#### TASK DATA

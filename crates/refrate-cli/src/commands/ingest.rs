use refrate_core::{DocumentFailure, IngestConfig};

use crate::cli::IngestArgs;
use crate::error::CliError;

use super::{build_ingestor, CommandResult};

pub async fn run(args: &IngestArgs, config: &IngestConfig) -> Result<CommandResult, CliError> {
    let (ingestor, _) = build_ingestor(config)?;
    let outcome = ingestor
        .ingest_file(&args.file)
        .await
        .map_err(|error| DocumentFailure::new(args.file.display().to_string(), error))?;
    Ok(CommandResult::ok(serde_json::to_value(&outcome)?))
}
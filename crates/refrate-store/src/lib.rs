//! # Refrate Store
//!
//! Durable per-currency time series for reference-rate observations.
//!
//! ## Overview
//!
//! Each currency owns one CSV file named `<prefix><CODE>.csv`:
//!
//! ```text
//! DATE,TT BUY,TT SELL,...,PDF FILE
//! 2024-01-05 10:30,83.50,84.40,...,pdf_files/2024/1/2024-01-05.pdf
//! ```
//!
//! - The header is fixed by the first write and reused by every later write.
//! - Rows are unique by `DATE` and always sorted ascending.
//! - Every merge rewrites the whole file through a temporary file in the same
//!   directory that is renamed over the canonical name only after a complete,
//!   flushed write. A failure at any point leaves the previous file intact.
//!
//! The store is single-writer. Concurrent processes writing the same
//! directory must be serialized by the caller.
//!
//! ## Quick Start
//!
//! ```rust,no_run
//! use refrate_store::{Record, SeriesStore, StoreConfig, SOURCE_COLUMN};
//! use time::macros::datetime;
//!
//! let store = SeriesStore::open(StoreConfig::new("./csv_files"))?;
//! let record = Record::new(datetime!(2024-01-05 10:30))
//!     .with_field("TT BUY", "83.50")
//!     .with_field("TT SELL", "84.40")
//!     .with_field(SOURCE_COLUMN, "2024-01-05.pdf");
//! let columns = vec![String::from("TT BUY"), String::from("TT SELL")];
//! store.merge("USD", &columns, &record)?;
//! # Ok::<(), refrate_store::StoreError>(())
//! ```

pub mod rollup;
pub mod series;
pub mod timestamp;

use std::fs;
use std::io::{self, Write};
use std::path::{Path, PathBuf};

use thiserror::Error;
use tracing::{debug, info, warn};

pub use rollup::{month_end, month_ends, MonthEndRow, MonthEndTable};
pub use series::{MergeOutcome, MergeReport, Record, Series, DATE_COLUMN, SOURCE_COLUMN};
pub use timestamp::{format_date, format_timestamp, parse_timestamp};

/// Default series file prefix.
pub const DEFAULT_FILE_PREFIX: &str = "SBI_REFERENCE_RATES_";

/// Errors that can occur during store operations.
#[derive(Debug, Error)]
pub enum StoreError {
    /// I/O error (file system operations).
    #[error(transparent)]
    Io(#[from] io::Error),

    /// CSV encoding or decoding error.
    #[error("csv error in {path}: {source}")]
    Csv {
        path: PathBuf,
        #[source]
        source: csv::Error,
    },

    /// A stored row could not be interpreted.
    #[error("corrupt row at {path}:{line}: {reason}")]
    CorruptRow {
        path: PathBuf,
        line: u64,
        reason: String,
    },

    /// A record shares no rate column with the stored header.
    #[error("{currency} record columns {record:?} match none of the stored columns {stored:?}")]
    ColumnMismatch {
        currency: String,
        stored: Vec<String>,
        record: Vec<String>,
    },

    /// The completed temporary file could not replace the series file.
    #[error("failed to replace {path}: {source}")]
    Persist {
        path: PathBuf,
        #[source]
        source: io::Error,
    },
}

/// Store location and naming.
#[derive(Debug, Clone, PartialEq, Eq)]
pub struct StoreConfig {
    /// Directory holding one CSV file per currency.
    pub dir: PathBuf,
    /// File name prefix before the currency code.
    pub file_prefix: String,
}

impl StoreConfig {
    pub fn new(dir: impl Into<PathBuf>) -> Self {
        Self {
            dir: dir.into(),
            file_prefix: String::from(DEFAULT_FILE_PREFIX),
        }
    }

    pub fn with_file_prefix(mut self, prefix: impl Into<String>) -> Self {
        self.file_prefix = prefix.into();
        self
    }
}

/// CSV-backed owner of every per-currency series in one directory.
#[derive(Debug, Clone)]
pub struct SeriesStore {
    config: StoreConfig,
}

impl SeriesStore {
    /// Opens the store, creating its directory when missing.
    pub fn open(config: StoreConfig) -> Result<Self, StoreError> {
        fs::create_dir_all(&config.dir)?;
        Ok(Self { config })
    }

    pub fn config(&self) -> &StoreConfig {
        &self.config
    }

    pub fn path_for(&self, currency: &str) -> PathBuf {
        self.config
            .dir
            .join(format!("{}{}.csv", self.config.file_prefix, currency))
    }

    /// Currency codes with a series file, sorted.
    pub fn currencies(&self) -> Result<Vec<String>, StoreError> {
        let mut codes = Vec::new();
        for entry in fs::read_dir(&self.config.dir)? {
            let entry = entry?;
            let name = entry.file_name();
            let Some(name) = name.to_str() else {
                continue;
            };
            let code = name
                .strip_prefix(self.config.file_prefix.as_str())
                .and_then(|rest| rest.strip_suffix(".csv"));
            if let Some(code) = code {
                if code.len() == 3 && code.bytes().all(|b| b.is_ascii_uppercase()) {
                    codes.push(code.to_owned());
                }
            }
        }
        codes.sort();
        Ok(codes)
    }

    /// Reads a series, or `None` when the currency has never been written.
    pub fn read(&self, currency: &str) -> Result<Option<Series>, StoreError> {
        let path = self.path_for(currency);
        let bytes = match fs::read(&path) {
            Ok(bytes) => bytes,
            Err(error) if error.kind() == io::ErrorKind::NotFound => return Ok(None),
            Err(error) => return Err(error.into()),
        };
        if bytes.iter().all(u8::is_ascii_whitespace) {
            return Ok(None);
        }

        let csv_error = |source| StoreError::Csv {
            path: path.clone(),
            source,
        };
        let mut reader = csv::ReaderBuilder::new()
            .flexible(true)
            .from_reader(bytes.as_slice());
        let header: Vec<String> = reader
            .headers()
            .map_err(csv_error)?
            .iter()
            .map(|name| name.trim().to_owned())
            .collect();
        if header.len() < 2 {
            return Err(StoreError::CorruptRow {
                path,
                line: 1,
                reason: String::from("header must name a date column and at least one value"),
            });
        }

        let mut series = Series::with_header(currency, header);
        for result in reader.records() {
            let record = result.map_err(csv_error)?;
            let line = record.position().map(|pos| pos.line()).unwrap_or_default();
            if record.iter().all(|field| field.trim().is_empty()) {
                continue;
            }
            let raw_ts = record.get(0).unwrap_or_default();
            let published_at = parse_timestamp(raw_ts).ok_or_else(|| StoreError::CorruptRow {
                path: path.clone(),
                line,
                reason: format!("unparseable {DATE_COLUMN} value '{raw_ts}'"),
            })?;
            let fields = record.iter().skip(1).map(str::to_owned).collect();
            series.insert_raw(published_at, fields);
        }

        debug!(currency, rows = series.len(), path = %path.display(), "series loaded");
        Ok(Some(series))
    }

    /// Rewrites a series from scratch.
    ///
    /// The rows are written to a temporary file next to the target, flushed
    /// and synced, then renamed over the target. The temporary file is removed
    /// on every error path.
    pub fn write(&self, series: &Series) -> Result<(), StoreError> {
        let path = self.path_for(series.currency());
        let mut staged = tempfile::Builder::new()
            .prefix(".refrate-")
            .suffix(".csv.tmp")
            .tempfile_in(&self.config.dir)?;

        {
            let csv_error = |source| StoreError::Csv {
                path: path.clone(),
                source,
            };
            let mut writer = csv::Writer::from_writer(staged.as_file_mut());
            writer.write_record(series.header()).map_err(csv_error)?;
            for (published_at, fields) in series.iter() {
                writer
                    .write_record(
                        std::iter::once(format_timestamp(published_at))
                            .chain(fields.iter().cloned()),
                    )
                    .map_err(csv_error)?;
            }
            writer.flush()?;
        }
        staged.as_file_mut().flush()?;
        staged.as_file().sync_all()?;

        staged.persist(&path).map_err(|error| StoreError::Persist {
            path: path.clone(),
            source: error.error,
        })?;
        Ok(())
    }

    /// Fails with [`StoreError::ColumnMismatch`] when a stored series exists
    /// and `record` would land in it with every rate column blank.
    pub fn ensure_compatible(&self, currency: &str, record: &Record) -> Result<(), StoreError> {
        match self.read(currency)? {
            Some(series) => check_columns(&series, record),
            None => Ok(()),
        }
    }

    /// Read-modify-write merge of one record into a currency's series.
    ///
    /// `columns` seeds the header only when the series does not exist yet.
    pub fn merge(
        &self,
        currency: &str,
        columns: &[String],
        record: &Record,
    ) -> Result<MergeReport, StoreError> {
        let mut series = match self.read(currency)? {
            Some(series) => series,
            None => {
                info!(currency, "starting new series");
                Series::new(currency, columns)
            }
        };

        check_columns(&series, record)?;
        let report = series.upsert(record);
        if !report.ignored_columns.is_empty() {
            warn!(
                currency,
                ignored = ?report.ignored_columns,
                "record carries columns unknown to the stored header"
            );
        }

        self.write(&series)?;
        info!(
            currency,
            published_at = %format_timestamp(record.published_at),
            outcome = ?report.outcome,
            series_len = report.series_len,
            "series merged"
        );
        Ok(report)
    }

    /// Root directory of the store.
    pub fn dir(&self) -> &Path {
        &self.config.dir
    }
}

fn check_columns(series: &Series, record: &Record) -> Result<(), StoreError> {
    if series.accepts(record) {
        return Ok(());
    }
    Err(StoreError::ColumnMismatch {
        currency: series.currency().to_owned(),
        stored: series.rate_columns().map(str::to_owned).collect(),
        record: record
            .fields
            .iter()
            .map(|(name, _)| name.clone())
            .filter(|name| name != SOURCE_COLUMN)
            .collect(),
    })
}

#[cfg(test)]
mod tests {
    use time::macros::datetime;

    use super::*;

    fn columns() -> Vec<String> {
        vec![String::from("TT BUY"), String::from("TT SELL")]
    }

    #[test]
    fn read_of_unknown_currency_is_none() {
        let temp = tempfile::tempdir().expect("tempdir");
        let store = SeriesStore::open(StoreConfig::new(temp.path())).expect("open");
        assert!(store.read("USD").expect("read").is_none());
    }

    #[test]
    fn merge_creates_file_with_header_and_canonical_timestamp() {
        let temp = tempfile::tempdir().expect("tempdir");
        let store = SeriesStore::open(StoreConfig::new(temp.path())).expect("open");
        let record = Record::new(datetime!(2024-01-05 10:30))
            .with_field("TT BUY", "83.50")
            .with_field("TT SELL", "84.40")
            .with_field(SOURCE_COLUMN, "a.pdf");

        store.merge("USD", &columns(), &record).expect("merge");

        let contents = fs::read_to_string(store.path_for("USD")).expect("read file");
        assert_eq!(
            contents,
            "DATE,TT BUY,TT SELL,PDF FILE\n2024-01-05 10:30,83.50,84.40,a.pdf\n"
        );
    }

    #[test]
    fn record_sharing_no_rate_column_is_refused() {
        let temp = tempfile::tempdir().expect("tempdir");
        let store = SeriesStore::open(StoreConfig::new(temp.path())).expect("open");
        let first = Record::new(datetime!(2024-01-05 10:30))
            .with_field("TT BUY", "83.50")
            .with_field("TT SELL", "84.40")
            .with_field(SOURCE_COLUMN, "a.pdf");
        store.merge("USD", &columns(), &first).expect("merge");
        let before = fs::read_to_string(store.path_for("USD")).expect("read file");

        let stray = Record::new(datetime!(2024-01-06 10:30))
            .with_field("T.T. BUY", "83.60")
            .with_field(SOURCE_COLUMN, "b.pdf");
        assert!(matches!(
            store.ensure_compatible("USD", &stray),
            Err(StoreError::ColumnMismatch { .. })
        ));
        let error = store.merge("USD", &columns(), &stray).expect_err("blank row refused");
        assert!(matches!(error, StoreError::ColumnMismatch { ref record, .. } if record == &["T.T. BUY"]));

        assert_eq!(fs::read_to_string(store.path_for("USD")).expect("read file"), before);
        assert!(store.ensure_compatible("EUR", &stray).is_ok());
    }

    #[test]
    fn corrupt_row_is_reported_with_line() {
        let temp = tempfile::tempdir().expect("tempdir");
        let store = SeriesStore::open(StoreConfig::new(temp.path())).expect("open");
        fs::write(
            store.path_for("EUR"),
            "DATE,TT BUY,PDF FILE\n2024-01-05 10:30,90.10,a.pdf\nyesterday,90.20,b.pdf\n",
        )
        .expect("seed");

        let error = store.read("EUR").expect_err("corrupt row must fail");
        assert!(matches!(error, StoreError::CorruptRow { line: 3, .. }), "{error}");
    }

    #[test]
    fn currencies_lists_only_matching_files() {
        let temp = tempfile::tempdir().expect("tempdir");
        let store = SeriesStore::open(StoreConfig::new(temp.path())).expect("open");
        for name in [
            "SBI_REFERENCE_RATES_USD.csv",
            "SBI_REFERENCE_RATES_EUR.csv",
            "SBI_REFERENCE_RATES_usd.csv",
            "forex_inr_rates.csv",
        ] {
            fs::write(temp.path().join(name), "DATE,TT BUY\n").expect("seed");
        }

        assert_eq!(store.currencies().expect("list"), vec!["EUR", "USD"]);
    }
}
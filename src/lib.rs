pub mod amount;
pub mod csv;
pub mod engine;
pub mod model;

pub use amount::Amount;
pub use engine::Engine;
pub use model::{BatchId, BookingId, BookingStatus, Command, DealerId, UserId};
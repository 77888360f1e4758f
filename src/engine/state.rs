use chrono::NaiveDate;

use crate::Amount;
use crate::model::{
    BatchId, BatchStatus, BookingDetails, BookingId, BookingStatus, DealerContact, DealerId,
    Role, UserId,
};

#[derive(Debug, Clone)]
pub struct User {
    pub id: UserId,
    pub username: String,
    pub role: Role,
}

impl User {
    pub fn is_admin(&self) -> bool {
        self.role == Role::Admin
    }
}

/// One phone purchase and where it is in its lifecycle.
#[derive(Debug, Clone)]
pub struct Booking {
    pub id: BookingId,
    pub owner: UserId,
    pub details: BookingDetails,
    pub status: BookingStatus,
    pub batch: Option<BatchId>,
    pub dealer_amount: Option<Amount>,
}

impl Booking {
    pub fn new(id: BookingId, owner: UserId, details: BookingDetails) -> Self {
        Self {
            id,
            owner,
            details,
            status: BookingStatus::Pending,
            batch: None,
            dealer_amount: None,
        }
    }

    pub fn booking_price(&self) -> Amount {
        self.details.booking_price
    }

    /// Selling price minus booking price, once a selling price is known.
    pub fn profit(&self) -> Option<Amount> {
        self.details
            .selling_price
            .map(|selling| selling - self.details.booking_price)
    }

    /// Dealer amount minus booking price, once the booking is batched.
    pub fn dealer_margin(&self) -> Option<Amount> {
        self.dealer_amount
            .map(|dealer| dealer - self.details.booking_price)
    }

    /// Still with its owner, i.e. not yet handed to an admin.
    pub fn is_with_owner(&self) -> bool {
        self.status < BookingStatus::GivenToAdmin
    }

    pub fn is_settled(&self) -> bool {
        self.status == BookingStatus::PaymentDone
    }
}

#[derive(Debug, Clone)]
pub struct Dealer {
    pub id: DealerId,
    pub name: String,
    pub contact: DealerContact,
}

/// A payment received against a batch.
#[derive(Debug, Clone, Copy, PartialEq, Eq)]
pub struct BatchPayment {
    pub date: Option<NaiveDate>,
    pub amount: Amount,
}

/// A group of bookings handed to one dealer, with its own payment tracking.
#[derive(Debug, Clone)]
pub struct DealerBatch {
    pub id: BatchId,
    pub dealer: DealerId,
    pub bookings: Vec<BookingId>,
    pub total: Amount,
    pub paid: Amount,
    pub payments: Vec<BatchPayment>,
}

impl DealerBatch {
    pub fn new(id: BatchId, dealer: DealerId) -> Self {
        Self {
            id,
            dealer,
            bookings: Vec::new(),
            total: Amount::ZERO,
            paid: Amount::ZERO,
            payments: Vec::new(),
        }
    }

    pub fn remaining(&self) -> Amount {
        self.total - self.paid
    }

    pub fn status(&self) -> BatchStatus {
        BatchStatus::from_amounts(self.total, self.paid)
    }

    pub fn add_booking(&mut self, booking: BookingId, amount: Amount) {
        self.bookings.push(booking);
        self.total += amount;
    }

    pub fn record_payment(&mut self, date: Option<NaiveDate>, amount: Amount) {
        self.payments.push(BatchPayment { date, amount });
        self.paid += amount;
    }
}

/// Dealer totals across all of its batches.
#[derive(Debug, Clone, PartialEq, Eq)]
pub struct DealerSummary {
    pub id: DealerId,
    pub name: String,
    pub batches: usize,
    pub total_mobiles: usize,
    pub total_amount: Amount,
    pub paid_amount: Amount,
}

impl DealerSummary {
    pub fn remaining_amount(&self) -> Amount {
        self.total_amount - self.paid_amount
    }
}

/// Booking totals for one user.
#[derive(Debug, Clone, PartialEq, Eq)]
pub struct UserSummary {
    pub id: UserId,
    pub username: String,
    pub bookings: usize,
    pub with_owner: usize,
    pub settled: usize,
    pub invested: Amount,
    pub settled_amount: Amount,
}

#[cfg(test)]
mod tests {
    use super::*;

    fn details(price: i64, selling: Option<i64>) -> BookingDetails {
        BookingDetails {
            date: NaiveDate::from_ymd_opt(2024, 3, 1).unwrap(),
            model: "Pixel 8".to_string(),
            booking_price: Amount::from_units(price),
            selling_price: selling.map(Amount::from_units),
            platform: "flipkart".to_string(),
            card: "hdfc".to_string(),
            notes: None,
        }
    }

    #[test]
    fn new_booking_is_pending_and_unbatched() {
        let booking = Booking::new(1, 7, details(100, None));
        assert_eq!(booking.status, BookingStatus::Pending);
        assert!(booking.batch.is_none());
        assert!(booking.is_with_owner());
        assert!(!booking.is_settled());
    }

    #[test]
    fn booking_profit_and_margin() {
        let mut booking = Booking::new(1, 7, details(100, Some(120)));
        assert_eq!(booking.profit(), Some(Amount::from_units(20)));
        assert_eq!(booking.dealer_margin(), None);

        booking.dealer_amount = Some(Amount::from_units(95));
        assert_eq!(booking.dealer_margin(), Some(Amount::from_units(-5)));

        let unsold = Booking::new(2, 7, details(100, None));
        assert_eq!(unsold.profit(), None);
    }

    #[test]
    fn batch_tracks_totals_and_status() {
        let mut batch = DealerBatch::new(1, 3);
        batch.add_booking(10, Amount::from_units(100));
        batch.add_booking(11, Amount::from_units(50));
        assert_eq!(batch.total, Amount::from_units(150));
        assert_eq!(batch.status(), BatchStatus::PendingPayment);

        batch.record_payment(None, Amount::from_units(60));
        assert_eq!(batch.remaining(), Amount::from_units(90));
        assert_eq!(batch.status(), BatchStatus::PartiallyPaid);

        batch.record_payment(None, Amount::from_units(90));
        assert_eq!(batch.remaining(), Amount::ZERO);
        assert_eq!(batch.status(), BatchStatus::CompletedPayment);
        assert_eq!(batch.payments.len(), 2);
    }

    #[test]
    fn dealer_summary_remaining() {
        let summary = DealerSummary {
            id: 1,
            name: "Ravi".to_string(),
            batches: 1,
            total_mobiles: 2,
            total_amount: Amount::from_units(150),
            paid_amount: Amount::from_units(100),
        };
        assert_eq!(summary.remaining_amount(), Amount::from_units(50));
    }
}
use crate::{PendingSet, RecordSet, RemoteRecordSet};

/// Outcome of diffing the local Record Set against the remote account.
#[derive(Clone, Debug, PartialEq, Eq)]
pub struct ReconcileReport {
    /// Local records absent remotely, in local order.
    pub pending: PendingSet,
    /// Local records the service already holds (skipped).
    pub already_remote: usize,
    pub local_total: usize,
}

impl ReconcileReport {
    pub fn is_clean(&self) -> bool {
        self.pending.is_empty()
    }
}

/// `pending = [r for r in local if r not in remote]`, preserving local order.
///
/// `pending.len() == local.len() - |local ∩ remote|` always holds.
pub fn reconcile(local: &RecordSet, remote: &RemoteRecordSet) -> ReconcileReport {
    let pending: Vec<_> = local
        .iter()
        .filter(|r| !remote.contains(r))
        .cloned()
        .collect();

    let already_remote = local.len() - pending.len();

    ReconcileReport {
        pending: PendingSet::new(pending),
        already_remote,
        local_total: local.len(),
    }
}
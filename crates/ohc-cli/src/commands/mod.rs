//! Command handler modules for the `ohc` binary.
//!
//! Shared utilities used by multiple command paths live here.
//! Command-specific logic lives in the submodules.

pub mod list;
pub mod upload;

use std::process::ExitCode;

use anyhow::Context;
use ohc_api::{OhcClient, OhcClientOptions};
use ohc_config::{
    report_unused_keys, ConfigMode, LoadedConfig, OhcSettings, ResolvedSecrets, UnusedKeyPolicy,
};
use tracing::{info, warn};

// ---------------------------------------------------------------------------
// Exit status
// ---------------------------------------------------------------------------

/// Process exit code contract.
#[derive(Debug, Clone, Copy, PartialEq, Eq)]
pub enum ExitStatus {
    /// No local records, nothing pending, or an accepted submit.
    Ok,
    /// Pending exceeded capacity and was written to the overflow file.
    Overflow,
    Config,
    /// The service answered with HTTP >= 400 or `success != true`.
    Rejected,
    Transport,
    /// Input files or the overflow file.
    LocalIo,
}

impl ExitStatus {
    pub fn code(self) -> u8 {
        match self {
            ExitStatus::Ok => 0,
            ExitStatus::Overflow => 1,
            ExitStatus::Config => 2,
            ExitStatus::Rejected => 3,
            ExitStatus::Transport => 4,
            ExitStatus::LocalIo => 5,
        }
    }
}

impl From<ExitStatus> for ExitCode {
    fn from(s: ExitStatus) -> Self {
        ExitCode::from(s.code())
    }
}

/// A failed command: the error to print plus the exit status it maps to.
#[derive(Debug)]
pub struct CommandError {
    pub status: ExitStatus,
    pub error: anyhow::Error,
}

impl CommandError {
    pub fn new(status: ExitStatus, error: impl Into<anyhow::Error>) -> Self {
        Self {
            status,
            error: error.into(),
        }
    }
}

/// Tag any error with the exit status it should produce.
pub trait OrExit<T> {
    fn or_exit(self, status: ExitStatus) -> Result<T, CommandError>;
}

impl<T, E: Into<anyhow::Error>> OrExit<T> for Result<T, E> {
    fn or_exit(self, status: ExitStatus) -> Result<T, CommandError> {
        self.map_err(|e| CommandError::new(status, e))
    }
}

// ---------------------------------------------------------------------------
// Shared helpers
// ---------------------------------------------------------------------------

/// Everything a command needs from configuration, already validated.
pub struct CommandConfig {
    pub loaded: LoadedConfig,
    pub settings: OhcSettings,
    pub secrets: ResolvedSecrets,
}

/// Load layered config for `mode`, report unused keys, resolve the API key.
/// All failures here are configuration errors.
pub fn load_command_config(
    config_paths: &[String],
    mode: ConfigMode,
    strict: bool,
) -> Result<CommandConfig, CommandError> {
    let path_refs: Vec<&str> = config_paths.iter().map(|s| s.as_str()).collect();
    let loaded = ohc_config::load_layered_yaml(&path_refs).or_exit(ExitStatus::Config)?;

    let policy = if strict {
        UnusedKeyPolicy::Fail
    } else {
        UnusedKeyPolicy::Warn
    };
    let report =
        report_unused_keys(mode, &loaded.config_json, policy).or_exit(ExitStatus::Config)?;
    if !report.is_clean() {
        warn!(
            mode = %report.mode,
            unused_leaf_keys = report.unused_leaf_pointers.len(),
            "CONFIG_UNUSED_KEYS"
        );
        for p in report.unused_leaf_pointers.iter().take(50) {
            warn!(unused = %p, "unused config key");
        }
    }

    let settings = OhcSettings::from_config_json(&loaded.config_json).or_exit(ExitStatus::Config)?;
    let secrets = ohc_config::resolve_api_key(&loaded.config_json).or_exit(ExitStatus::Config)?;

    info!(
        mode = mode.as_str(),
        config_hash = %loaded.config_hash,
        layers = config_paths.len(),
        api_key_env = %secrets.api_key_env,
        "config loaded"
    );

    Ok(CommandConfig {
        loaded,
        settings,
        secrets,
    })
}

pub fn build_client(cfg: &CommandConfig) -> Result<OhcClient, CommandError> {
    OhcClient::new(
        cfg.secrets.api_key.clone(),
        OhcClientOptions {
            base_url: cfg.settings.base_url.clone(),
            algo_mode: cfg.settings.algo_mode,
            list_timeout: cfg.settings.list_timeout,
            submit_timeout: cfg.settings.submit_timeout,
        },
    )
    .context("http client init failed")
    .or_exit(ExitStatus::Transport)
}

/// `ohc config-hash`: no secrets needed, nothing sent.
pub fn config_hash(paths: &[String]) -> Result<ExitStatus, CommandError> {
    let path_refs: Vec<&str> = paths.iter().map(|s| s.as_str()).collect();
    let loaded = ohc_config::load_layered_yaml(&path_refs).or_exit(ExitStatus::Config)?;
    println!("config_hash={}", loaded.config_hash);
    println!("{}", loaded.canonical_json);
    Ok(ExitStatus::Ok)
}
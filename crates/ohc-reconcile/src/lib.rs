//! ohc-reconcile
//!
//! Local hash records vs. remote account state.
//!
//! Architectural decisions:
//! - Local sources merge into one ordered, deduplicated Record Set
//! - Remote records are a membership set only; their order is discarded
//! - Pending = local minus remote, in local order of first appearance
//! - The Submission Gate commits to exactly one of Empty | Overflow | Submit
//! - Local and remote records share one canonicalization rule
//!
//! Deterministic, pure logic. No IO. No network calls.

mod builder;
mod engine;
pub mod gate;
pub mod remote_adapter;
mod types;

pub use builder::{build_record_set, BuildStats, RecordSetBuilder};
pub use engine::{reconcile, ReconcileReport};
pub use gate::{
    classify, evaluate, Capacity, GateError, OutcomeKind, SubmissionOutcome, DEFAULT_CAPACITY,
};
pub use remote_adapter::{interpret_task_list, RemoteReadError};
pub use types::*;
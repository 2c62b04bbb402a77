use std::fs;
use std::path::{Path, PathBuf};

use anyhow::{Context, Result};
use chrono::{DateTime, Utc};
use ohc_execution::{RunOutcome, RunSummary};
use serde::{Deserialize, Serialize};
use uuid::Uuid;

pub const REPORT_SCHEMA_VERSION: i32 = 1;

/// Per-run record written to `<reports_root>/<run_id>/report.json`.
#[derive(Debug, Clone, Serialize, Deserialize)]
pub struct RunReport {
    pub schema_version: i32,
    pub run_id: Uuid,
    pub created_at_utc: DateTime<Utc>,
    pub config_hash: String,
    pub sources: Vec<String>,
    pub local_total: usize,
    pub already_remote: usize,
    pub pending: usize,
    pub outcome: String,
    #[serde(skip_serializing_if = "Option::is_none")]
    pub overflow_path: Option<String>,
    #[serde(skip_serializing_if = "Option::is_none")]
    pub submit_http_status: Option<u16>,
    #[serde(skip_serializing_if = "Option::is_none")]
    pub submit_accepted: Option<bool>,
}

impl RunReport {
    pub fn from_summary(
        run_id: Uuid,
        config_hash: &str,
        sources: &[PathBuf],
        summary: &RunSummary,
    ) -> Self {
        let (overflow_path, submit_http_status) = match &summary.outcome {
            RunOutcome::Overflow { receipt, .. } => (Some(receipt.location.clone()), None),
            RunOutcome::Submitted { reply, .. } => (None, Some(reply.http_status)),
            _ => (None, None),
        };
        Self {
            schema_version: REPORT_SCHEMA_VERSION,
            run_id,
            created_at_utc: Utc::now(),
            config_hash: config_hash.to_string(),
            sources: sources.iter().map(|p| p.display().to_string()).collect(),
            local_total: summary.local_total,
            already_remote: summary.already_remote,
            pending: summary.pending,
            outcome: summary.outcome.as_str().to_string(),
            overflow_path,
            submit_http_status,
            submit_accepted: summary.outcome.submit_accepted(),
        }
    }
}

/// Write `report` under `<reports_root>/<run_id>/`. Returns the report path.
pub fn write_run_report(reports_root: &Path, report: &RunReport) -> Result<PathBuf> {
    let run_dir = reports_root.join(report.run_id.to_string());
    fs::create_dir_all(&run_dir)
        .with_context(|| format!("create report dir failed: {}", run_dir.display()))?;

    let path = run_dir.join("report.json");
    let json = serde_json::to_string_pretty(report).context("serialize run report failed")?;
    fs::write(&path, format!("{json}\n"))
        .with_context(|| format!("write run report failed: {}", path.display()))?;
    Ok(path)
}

########

**EXERCISE GOAL**.
Every line above that includes the word "reason" must appear in the answer.

**SOLUTION TO THE EXERCISE**.
    #[error("corrupt row at {path}:{line}: {reason}")]
        reason: String,
                reason: String::from("header must name a date column and at least one value"),
                reason: format!("unparseable {DATE_COLUMN} value '{raw_ts}'"),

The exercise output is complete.